── LISTED RECORDS

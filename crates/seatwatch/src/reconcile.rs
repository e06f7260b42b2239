//! Merges a snapshot into the offering store and finds offerings that just
//! gained open seats.

use std::collections::HashSet;

use tracing::{debug, info};

use crate::db::{OfferingStore, UpsertOutcome};
use crate::error::Result;
use crate::types::{CourseOffering, IdentityKey, Subject};

/// An offering that went from zero to some available seats in this merge.
#[derive(Debug, Clone, PartialEq, Eq)]
pub struct Transition {
    pub offering_id: i64,
    pub subject: Subject,
    pub offering: CourseOffering,
    pub available_seats: u32,
}

/// Counters for one merge.
#[derive(Debug, Clone, Default, PartialEq, Eq)]
pub struct ReconcileReport {
    pub subjects_created: usize,
    pub created: usize,
    pub updated: usize,
    pub transitions: Vec<Transition>,
}

/// Upserts every offering of `snapshot` (subject first) and returns the
/// availability-transition set.
///
/// A snapshot may list the same identity key twice; only the first sighting
/// is merged so one cycle yields at most one transition per offering.
pub fn reconcile(store: &OfferingStore, snapshot: &[CourseOffering]) -> Result<ReconcileReport> {
    let mut report = ReconcileReport::default();
    let mut seen_subjects: HashSet<&str> = HashSet::new();
    let mut seen_keys: HashSet<IdentityKey> = HashSet::new();

    for offering in snapshot {
        if !seen_keys.insert(offering.identity_key()) {
            debug!(
                subject = %offering.subject_code,
                section = %offering.section_number,
                "Skipping duplicate identity key within snapshot"
            );
            continue;
        }

        if seen_subjects.insert(offering.subject_code.as_str())
            && store.upsert_subject(&offering.subject())?
        {
            report.subjects_created += 1;
        }

        let outcome = store.upsert(offering)?;
        match outcome {
            UpsertOutcome::Created { .. } => report.created += 1,
            UpsertOutcome::Updated { .. } => report.updated += 1,
        }

        if outcome.opened_seats() {
            report.transitions.push(Transition {
                offering_id: outcome.offering_id(),
                subject: offering.subject(),
                offering: offering.clone(),
                available_seats: offering.available_seats(),
            });
        }
    }

    info!(
        offerings = snapshot.len(),
        subjects_created = report.subjects_created,
        created = report.created,
        updated = report.updated,
        transitions = report.transitions.len(),
        "Snapshot reconciled"
    );

    Ok(report)
}

#[cfg(test)]
mod tests {
    use super::*;

    fn offering(code: &str, section: &str, offered: u32, occupied: u32) -> CourseOffering {
        CourseOffering {
            subject_code: code.into(),
            subject_name: format!("Subject {code}"),
            section_number: section.into(),
            term_label: "2025.2".into(),
            instructor: "ANA".into(),
            schedule: "24M12".into(),
            offered_seats: offered,
            occupied_seats: occupied,
            location: "S1".into(),
        }
    }

    fn keys(report: &ReconcileReport) -> Vec<IdentityKey> {
        report
            .transitions
            .iter()
            .map(|t| t.offering.identity_key())
            .collect()
    }

    #[test]
    fn test_transition_only_on_edge() {
        let store = OfferingStore::open_in_memory().unwrap();
        let full = offering("FGA0001", "01", 30, 30);

        let first = reconcile(&store, &[full.clone()]).unwrap();
        assert!(first.transitions.is_empty());
        assert_eq!(first.created, 1);
        assert_eq!(first.subjects_created, 1);

        let opened = offering("FGA0001", "01", 30, 27);
        let second = reconcile(&store, &[opened.clone()]).unwrap();
        assert_eq!(keys(&second), vec![opened.identity_key()]);
        assert_eq!(second.transitions[0].available_seats, 3);

        let still_open = offering("FGA0001", "01", 30, 25);
        let third = reconcile(&store, &[still_open]).unwrap();
        assert!(third.transitions.is_empty());
        assert_eq!(third.updated, 1);
    }

    #[test]
    fn test_new_open_offering_is_a_transition() {
        let store = OfferingStore::open_in_memory().unwrap();
        let report = reconcile(
            &store,
            &[offering("FGA0001", "01", 30, 10), offering("FGA0001", "02", 30, 30)],
        )
        .unwrap();
        assert_eq!(report.transitions.len(), 1);
        assert_eq!(report.transitions[0].offering.section_number, "01");
    }

    #[test]
    fn test_same_snapshot_twice_is_idempotent() {
        let store = OfferingStore::open_in_memory().unwrap();
        let snapshot = vec![
            offering("FGA0001", "01", 30, 10),
            offering("FGA0002", "01", 20, 20),
        ];

        reconcile(&store, &snapshot).unwrap();
        let before = store.query_all().unwrap();
        let again = reconcile(&store, &snapshot).unwrap();
        let after = store.query_all().unwrap();

        assert!(again.transitions.is_empty());
        assert_eq!(before.len(), after.len());
        let strip = |rows: Vec<crate::db::DbOffering>| {
            rows.into_iter()
                .map(|r| (r.offering_id, r.offering, r.available_seats))
                .collect::<Vec<_>>()
        };
        assert_eq!(strip(before), strip(after));
    }

    #[test]
    fn test_seat_changes_never_duplicate_rows() {
        let store = OfferingStore::open_in_memory().unwrap();
        reconcile(&store, &[offering("FGA0001", "01", 30, 30)]).unwrap();
        reconcile(&store, &[offering("FGA0001", "01", 35, 12)]).unwrap();
        reconcile(&store, &[offering("FGA0001", "01", 35, 35)]).unwrap();
        assert_eq!(store.query_all().unwrap().len(), 1);
    }

    #[test]
    fn test_duplicate_key_in_snapshot_counts_once() {
        let store = OfferingStore::open_in_memory().unwrap();
        let open = offering("FGA0001", "01", 30, 10);
        let report = reconcile(&store, &[open.clone(), open]).unwrap();
        assert_eq!(report.created, 1);
        assert_eq!(report.transitions.len(), 1);
    }
}
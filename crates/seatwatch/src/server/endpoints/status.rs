use std::sync::Arc;

use axum::{
    extract::State,
    http::StatusCode,
    response::{IntoResponse, Response},
    Json,
};
use serde_json::json;
use tracing::info;

use crate::server::AppState;

/// GET /health
/// Returns the scrape loop status and the number of stored offerings
pub async fn get_health(State(s): State<Arc<AppState>>) -> Response {
    info!("GET /health");

    let status = s.status.borrow().clone();
    let offerings = s.offerings.count().ok();

    (
        StatusCode::OK,
        Json(json!({
            "status": if offerings.is_some() { "ok" } else { "degraded" },
            "loop": status,
            "offerings": offerings,
        })),
    )
        .into_response()
}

────

WHAT YOU SHOULD DO —
The answer must be the same records, repeated exactly and in full.

FINISHED TASK —
filename crates/seatwatch/src/reconcile.rs
repository e06f7260b42b2239
//! Merges a snapshot into the offering store and finds offerings that just
//! gained open seats.

use std::collections::HashSet;

use tracing::{debug, info};

use crate::db::{OfferingStore, UpsertOutcome};
use crate::error::Result;
use crate::types::{CourseOffering, IdentityKey, Subject};

/// An offering that went from zero to some available seats in this merge.
#[derive(Debug, Clone, PartialEq, Eq)]
pub struct Transition {
    pub offering_id: i64,
    pub subject: Subject,
    pub offering: CourseOffering,
    pub available_seats: u32,
}

/// Counters for one merge.
#[derive(Debug, Clone, Default, PartialEq, Eq)]
pub struct ReconcileReport {
    pub subjects_created: usize,
    pub created: usize,
    pub updated: usize,
    pub transitions: Vec<Transition>,
}

/// Upserts every offering of `snapshot` (subject first) and returns the
/// availability-transition set.
///
/// A snapshot may list the same identity key twice; only the first sighting
/// is merged so one cycle yields at most one transition per offering.
pub fn reconcile(store: &OfferingStore, snapshot: &[CourseOffering]) -> Result<ReconcileReport> {
    let mut report = ReconcileReport::default();
    let mut seen_subjects: HashSet<&str> = HashSet::new();
    let mut seen_keys: HashSet<IdentityKey> = HashSet::new();

    for offering in snapshot {
        if !seen_keys.insert(offering.identity_key()) {
            debug!(
                subject = %offering.subject_code,
                section = %offering.section_number,
                "Skipping duplicate identity key within snapshot"
            );
            continue;
        }

        if seen_subjects.insert(offering.subject_code.as_str())
            && store.upsert_subject(&offering.subject())?
        {
            report.subjects_created += 1;
        }

        let outcome = store.upsert(offering)?;
        match outcome {
            UpsertOutcome::Created { .. } => report.created += 1,
            UpsertOutcome::Updated { .. } => report.updated += 1,
        }

        if outcome.opened_seats() {
            report.transitions.push(Transition {
                offering_id: outcome.offering_id(),
                subject: offering.subject(),
                offering: offering.clone(),
                available_seats: offering.available_seats(),
            });
        }
    }

    info!(
        offerings = snapshot.len(),
        subjects_created = report.subjects_created,
        created = report.created,
        updated = report.updated,
        transitions = report.transitions.len(),
        "Snapshot reconciled"
    );

    Ok(report)
}

#[cfg(test)]
mod tests {
    use super::*;

    fn offering(code: &str, section: &str, offered: u32, occupied: u32) -> CourseOffering {
        CourseOffering {
            subject_code: code.into(),
            subject_name: format!("Subject {code}"),
            section_number: section.into(),
            term_label: "2025.2".into(),
            instructor: "ANA".into(),
            schedule: "24M12".into(),
            offered_seats: offered,
            occupied_seats: occupied,
            location: "S1".into(),
        }
    }

    fn keys(report: &ReconcileReport) -> Vec<IdentityKey> {
        report
            .transitions
            .iter()
            .map(|t| t.offering.identity_key())
            .collect()
    }

    #[test]
    fn test_transition_only_on_edge() {
        let store = OfferingStore::open_in_memory().unwrap();
        let full = offering("FGA0001", "01", 30, 30);

        let first = reconcile(&store, &[full.clone()]).unwrap();
        assert!(first.transitions.is_empty());
        assert_eq!(first.created, 1);
        assert_eq!(first.subjects_created, 1);

        let opened = offering("FGA0001", "01", 30, 27);
        let second = reconcile(&store, &[opened.clone()]).unwrap();
        assert_eq!(keys(&second), vec![opened.identity_key()]);
        assert_eq!(second.transitions[0].available_seats, 3);

        let still_open = offering("FGA0001", "01", 30, 25);
        let third = reconcile(&store, &[still_open]).unwrap();
        assert!(third.transitions.is_empty());
        assert_eq!(third.updated, 1);
    }

    #[test]
    fn test_new_open_offering_is_a_transition() {
        let store = OfferingStore::open_in_memory().unwrap();
        let report = reconcile(
            &store,
            &[offering("FGA0001", "01", 30, 10), offering("FGA0001", "02", 30, 30)],
        )
        .unwrap();
        assert_eq!(report.transitions.len(), 1);
        assert_eq!(report.transitions[0].offering.section_number, "01");
    }

    #[test]
    fn test_same_snapshot_twice_is_idempotent() {
        let store = OfferingStore::open_in_memory().unwrap();
        let snapshot = vec![
            offering("FGA0001", "01", 30, 10),
            offering("FGA0002", "01", 20, 20),
        ];

        reconcile(&store, &snapshot).unwrap();
        let before = store.query_all().unwrap();
        let again = reconcile(&store, &snapshot).unwrap();
        let after = store.query_all().unwrap();

        assert!(again.transitions.is_empty());
        assert_eq!(before.len(), after.len());
        let strip = |rows: Vec<crate::db::DbOffering>| {
            rows.into_iter()
                .map(|r| (r.offering_id, r.offering, r.available_seats))
                .collect::<Vec<_>>()
        };
        assert_eq!(strip(before), strip(after));
    }

    #[test]
    fn test_seat_changes_never_duplicate_rows() {
        let store = OfferingStore::open_in_memory().unwrap();
        reconcile(&store, &[offering("FGA0001", "01", 30, 30)]).unwrap();
        reconcile(&store, &[offering("FGA0001", "01", 35, 12)]).unwrap();
        reconcile(&store, &[offering("FGA0001", "01", 35, 35)]).unwrap();
        assert_eq!(store.query_all().unwrap().len(), 1);
    }

    #[test]
    fn test_duplicate_key_in_snapshot_counts_once() {
        let store = OfferingStore::open_in_memory().unwrap();
        let open = offering("FGA0001", "01", 30, 10);
        let report = reconcile(&store, &[open.clone(), open]).unwrap();
        assert_eq!(report.created, 1);
        assert_eq!(report.transitions.len(), 1);
    }
}
filename crates/seatwatch/src/server/endpoints/status.rs
use std::sync::Arc;

use axum::{
    extract::State,
    http::StatusCode,
    response::{IntoResponse, Response},
    Json,
};
use serde_json::json;
use tracing::info;

use crate::server::AppState;

/// GET /health
/// Returns the scrape loop status and the number of stored offerings
pub async fn get_health(State(s): State<Arc<AppState>>) -> Response {
    info!("GET /health");

    let status = s.status.borrow().clone();
    let offerings = s.offerings.count().ok();

    (
        StatusCode::OK,
        Json(json!({
            "status": if offerings.is_some() { "ok" } else { "degraded" },
            "loop": status,
            "offerings": offerings,
        })),
    )
        .into_response()
}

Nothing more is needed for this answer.